Stored items:
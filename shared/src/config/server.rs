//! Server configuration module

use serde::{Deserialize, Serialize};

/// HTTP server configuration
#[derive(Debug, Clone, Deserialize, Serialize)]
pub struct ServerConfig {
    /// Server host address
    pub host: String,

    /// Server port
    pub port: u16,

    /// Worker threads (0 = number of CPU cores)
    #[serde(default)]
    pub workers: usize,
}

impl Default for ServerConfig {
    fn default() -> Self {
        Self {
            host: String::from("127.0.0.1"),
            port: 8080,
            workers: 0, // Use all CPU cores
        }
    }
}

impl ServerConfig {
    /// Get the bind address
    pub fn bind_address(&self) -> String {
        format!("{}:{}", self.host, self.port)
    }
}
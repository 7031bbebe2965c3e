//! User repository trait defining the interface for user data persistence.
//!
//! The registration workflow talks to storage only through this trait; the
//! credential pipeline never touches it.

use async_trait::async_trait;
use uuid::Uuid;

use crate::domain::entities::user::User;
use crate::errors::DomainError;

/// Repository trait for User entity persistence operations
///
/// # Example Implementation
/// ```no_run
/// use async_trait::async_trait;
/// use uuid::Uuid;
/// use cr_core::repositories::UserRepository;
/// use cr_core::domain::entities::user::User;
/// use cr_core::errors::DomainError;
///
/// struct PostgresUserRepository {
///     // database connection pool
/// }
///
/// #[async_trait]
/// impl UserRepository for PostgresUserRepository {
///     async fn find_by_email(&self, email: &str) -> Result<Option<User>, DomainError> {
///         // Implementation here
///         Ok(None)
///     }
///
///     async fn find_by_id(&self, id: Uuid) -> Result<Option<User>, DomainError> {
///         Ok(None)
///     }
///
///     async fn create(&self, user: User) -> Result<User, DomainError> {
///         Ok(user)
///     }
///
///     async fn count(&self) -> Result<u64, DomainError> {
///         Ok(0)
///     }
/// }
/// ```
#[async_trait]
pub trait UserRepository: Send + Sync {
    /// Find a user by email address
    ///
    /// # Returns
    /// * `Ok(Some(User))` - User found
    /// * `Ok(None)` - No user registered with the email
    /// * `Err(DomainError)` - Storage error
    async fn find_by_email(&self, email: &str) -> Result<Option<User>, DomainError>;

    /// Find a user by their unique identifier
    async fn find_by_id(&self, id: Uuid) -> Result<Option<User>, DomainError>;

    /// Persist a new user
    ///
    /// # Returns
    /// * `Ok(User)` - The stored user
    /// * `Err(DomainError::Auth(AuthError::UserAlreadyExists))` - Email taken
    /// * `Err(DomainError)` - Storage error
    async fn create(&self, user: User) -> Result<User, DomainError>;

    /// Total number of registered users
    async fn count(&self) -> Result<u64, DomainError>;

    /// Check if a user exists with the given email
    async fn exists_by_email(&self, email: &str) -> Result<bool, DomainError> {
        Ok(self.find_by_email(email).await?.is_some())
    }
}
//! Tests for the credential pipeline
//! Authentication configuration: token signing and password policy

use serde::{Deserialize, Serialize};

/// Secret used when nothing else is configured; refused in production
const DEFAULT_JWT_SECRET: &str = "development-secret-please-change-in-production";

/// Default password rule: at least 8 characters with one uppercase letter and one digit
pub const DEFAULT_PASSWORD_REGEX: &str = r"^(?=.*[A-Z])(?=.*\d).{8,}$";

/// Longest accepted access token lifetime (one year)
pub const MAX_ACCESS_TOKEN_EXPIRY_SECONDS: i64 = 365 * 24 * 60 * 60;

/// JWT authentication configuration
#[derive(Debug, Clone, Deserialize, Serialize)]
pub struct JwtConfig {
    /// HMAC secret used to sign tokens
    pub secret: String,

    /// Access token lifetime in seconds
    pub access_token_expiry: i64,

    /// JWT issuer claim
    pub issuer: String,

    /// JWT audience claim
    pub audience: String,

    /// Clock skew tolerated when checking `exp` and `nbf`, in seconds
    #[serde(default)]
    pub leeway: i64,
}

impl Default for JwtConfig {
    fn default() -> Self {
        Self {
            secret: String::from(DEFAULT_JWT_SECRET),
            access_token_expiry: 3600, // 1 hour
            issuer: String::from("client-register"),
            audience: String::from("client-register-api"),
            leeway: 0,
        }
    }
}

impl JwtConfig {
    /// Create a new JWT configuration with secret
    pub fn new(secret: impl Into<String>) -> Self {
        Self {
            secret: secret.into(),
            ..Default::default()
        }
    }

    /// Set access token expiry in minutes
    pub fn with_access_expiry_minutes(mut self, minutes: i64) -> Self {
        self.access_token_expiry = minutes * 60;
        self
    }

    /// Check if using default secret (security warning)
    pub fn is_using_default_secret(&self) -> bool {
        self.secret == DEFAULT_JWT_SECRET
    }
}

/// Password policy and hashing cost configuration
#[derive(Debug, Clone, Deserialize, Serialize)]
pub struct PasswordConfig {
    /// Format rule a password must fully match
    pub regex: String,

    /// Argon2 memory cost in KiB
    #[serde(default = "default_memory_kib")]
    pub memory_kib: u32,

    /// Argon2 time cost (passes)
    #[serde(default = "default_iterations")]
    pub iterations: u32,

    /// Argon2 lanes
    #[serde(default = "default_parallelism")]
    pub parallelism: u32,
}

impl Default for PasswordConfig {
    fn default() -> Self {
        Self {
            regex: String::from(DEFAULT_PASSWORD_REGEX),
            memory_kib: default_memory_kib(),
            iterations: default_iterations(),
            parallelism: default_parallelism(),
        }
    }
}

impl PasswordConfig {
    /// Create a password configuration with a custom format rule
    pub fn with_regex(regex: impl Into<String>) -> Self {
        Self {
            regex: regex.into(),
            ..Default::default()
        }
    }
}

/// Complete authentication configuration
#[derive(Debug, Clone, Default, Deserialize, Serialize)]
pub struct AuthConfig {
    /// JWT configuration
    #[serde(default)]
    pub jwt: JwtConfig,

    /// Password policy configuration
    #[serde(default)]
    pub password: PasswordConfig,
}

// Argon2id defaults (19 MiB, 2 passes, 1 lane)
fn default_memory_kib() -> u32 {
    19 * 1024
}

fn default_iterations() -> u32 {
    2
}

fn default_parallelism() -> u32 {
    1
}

==

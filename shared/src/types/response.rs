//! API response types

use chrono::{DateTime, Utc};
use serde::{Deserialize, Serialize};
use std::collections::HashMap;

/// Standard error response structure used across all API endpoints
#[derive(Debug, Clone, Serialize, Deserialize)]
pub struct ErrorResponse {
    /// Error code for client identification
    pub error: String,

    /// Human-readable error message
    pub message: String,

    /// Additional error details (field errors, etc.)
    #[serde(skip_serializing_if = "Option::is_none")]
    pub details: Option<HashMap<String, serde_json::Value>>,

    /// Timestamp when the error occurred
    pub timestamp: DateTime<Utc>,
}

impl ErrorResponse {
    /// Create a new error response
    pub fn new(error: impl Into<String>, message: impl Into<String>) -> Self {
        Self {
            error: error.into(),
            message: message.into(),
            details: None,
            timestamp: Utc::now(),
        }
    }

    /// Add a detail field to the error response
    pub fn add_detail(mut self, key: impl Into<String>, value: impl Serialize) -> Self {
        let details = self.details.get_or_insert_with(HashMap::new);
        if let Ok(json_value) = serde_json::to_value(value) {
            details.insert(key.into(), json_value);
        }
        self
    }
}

...

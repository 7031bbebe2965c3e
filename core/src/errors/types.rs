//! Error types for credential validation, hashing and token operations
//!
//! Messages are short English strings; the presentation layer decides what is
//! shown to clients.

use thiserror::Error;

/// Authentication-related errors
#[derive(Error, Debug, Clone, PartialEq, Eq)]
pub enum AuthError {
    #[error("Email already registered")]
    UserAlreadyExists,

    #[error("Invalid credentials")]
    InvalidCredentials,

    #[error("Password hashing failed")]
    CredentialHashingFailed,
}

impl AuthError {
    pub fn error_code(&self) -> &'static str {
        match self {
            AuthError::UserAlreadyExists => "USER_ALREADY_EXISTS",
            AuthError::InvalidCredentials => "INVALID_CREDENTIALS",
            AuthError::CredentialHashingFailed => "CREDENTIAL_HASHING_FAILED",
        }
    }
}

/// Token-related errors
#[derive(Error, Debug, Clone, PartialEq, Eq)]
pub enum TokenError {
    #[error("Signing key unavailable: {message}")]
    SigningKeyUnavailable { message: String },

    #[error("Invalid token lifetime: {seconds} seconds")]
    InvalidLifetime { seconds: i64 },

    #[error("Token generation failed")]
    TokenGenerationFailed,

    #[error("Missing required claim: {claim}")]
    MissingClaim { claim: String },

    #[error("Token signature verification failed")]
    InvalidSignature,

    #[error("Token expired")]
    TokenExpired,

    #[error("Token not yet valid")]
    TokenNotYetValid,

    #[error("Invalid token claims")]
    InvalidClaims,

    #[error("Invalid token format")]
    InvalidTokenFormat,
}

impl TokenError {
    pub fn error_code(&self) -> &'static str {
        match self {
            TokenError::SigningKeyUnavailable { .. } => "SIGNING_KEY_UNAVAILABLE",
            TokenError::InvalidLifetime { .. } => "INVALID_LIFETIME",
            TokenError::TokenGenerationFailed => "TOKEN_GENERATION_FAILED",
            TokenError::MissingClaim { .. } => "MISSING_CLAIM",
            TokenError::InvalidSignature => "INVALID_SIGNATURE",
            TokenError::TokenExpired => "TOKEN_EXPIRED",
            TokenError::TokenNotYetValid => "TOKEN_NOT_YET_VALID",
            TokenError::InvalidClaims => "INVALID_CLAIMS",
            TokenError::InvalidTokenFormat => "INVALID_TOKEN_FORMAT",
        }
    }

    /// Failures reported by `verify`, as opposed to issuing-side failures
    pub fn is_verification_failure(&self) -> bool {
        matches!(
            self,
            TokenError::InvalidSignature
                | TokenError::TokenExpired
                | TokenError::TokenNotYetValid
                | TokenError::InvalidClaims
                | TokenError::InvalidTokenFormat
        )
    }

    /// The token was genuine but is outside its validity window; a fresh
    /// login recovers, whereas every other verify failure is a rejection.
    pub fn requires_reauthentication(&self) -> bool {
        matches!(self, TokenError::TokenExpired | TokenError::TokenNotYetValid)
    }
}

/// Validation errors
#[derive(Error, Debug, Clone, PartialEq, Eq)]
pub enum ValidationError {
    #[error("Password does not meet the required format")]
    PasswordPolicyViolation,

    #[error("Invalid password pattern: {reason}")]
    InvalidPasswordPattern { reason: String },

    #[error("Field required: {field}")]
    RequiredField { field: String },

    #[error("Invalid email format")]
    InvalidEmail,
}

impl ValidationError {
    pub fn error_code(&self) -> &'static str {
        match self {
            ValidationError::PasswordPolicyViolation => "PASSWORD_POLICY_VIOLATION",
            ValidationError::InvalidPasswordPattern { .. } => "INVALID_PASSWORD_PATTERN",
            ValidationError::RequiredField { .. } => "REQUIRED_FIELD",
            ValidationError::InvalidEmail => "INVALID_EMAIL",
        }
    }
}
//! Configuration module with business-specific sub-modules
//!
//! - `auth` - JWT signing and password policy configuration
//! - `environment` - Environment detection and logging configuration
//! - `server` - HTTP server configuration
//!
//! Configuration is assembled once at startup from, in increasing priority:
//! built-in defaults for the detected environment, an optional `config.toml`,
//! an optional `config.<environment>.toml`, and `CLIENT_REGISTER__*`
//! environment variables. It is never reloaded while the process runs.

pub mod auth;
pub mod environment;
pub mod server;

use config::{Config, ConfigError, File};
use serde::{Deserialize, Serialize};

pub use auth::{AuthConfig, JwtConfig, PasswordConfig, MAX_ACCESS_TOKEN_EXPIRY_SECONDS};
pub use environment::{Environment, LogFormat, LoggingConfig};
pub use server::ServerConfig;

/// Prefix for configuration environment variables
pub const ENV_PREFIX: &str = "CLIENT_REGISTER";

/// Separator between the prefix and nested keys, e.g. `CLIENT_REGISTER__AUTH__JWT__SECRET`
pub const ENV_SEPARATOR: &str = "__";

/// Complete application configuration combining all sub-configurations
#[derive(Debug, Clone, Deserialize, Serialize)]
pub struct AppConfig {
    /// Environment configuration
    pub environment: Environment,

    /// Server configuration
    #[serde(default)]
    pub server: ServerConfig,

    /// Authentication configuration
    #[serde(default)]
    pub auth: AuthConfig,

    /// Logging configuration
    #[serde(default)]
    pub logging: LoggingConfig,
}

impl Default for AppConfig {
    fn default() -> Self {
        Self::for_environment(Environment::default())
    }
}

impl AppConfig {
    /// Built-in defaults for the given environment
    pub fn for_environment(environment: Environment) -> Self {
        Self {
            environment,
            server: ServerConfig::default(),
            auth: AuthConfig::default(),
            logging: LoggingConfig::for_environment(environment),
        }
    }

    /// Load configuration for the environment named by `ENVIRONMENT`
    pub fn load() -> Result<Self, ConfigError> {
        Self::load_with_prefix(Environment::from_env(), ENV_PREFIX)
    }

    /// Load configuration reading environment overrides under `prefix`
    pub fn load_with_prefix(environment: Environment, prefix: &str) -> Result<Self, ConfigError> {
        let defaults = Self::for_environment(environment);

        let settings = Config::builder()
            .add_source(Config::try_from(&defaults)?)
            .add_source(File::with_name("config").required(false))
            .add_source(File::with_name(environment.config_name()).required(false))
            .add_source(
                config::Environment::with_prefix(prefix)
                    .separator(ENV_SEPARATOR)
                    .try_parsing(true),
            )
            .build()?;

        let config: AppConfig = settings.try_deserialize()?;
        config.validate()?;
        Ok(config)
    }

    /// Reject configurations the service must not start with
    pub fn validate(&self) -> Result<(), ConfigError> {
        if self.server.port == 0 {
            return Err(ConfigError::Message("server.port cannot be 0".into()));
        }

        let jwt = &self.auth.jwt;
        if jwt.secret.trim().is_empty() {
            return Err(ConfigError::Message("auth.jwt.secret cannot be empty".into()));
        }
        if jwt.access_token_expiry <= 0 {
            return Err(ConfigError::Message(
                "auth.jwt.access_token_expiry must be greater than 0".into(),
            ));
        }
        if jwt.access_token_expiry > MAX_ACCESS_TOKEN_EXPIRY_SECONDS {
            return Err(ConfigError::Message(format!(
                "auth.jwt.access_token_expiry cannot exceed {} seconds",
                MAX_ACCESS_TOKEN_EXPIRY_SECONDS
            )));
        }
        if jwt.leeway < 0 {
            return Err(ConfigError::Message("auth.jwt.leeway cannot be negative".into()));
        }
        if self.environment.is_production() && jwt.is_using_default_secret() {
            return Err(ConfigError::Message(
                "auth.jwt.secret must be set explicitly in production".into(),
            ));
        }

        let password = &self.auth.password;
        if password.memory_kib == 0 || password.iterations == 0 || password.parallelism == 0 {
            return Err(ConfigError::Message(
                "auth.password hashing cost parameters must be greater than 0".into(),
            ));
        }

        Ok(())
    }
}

* What is being asked: Only one number is expected: the count of lines in the entries holding the string "used".

* Solution to this exercise: 3